___ TASK DATA

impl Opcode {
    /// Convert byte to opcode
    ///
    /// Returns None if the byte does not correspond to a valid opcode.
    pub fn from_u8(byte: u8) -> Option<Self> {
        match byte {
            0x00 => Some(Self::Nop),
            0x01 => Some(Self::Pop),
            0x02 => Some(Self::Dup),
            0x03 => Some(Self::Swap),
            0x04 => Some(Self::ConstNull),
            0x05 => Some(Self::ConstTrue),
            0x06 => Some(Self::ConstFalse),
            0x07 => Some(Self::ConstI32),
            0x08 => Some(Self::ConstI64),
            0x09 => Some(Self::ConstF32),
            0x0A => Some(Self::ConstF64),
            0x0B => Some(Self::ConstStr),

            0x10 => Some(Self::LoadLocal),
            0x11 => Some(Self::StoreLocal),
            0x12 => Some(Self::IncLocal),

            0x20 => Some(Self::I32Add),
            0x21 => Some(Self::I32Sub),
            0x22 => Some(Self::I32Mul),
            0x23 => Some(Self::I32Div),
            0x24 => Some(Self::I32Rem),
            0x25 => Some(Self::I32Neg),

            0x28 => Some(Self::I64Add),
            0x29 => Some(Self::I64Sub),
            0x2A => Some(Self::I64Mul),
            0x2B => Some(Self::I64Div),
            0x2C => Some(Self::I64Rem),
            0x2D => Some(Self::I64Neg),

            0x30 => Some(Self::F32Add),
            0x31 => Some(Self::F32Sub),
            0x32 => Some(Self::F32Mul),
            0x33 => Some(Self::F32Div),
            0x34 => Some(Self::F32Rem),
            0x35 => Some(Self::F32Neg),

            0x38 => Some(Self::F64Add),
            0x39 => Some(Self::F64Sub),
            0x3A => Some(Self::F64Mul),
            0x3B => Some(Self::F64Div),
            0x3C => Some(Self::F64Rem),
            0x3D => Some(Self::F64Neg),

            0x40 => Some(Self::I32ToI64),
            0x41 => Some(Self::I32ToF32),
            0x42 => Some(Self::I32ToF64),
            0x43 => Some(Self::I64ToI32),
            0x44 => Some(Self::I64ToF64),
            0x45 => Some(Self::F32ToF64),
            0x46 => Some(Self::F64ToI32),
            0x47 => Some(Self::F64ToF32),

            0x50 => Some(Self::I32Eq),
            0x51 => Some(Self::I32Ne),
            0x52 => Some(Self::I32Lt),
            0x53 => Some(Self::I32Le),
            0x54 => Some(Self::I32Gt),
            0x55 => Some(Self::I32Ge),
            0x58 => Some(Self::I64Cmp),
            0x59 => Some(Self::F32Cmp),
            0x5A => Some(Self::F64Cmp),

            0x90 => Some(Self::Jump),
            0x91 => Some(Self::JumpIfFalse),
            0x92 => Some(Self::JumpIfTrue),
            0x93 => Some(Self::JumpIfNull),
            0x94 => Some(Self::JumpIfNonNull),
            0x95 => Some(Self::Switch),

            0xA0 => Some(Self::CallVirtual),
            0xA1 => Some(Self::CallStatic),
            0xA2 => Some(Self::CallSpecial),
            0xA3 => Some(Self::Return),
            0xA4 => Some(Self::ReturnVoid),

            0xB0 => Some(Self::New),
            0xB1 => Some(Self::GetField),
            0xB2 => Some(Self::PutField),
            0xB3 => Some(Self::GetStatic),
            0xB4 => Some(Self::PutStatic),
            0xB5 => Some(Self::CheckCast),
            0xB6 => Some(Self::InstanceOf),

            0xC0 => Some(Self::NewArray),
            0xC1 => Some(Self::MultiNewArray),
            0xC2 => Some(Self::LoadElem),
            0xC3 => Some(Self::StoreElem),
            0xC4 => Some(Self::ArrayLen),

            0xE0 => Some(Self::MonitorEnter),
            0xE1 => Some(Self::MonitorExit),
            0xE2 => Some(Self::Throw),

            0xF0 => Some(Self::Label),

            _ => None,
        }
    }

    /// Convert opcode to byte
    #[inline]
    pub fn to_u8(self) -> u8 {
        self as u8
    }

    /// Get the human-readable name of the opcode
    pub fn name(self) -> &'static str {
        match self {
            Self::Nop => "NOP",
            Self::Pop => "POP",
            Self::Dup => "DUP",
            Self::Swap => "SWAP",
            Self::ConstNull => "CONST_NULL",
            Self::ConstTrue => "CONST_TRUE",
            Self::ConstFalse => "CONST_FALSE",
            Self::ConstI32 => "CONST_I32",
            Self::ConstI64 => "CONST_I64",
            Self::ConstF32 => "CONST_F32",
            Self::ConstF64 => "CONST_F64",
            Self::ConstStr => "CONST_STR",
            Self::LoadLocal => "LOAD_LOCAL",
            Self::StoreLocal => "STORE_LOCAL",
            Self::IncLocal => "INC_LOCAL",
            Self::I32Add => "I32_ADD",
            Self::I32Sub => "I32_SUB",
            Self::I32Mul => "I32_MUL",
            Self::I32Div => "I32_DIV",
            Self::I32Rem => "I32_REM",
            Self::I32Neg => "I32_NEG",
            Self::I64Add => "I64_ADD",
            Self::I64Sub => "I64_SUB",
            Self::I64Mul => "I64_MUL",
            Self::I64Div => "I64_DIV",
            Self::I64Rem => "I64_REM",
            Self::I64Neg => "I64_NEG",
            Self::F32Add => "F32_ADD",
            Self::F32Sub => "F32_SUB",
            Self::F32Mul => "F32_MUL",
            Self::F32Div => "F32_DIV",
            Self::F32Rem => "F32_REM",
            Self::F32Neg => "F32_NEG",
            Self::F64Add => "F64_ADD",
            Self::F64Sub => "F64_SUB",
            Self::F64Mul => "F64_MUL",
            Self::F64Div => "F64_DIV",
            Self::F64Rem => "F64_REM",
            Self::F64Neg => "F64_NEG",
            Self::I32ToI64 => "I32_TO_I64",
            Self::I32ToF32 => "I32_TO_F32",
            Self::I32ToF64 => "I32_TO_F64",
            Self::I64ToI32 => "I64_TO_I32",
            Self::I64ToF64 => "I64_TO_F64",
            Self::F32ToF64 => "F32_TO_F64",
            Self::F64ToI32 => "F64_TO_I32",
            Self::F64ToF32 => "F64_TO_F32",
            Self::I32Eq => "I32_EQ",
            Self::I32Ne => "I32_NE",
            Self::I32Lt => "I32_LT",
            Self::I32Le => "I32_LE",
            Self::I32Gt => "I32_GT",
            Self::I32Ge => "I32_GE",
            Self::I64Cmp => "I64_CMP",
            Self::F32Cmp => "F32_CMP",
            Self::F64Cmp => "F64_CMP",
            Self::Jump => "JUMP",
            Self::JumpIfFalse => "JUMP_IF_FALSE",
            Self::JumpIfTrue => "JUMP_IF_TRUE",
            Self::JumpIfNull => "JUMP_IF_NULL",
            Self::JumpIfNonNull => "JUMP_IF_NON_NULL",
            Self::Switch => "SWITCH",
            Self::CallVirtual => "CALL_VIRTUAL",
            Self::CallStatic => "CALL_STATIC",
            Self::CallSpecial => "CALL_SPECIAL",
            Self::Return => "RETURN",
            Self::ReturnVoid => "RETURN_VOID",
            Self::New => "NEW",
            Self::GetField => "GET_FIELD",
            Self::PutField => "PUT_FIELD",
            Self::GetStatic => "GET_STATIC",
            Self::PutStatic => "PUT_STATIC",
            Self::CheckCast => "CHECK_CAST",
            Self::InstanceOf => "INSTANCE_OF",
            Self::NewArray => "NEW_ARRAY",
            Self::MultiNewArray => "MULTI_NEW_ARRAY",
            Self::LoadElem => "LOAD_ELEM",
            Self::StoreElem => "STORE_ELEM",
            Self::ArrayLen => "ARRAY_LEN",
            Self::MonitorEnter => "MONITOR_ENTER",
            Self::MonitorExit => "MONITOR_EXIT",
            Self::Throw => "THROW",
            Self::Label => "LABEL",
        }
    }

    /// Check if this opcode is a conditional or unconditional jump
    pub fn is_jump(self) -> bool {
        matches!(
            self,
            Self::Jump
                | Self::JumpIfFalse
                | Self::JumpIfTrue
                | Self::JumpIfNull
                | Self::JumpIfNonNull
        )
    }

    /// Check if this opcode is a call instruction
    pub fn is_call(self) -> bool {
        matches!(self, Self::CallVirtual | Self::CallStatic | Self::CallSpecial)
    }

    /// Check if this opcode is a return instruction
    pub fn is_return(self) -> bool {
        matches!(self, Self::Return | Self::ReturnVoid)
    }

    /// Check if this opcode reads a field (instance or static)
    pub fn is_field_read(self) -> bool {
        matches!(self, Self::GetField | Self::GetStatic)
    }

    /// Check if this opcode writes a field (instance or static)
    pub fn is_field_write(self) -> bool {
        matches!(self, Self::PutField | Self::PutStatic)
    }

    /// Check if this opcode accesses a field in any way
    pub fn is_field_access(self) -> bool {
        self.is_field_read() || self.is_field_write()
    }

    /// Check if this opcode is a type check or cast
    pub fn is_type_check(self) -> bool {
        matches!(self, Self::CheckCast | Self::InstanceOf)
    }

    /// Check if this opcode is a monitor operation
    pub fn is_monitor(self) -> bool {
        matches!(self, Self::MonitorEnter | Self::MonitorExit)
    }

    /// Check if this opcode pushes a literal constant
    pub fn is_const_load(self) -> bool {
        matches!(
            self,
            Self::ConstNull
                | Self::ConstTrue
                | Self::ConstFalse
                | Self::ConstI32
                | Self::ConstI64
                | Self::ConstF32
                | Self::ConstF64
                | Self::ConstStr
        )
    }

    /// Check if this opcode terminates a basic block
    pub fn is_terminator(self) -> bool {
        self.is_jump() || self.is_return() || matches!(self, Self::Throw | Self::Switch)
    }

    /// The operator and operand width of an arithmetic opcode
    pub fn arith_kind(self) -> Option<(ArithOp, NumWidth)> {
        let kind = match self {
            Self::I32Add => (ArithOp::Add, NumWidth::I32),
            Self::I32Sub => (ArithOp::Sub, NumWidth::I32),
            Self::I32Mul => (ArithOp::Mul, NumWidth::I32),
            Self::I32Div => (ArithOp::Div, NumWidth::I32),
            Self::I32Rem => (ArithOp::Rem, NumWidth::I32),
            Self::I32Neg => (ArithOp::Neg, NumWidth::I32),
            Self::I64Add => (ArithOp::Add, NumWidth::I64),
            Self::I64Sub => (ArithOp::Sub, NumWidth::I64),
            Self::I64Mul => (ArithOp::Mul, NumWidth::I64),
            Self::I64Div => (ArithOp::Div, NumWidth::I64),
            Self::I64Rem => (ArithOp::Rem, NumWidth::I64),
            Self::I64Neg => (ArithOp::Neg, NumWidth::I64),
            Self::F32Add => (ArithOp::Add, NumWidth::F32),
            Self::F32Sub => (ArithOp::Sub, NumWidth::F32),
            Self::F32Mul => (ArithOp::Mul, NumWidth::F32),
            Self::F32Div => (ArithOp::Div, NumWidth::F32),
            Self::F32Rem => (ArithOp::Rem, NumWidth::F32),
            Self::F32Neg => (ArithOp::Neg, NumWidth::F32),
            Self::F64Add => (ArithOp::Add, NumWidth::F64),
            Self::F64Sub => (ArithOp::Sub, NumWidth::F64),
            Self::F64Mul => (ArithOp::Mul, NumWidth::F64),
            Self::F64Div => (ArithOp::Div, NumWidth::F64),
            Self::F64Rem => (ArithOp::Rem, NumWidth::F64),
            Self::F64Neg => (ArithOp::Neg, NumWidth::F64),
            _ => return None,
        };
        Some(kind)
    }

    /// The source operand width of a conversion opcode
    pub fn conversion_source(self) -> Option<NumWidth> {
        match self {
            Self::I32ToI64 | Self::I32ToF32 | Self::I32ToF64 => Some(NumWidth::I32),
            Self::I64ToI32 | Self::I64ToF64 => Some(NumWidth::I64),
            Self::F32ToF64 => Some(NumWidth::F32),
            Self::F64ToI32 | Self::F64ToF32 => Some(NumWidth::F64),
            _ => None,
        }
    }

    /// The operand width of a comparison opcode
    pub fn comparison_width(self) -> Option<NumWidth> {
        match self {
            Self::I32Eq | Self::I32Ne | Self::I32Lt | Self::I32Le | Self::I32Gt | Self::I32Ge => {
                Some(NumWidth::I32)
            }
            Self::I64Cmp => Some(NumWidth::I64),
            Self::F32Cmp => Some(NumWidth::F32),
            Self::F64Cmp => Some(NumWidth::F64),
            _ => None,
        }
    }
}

______

REQUIREMENT
Go through the material and select each line with the string "ReturnVoid" in it.

TASK SOLUTION
            0xA4 => Some(Self::ReturnVoid),
            Self::ReturnVoid => "RETURN_VOID",
        matches!(self, Self::Return | Self::ReturnVoid)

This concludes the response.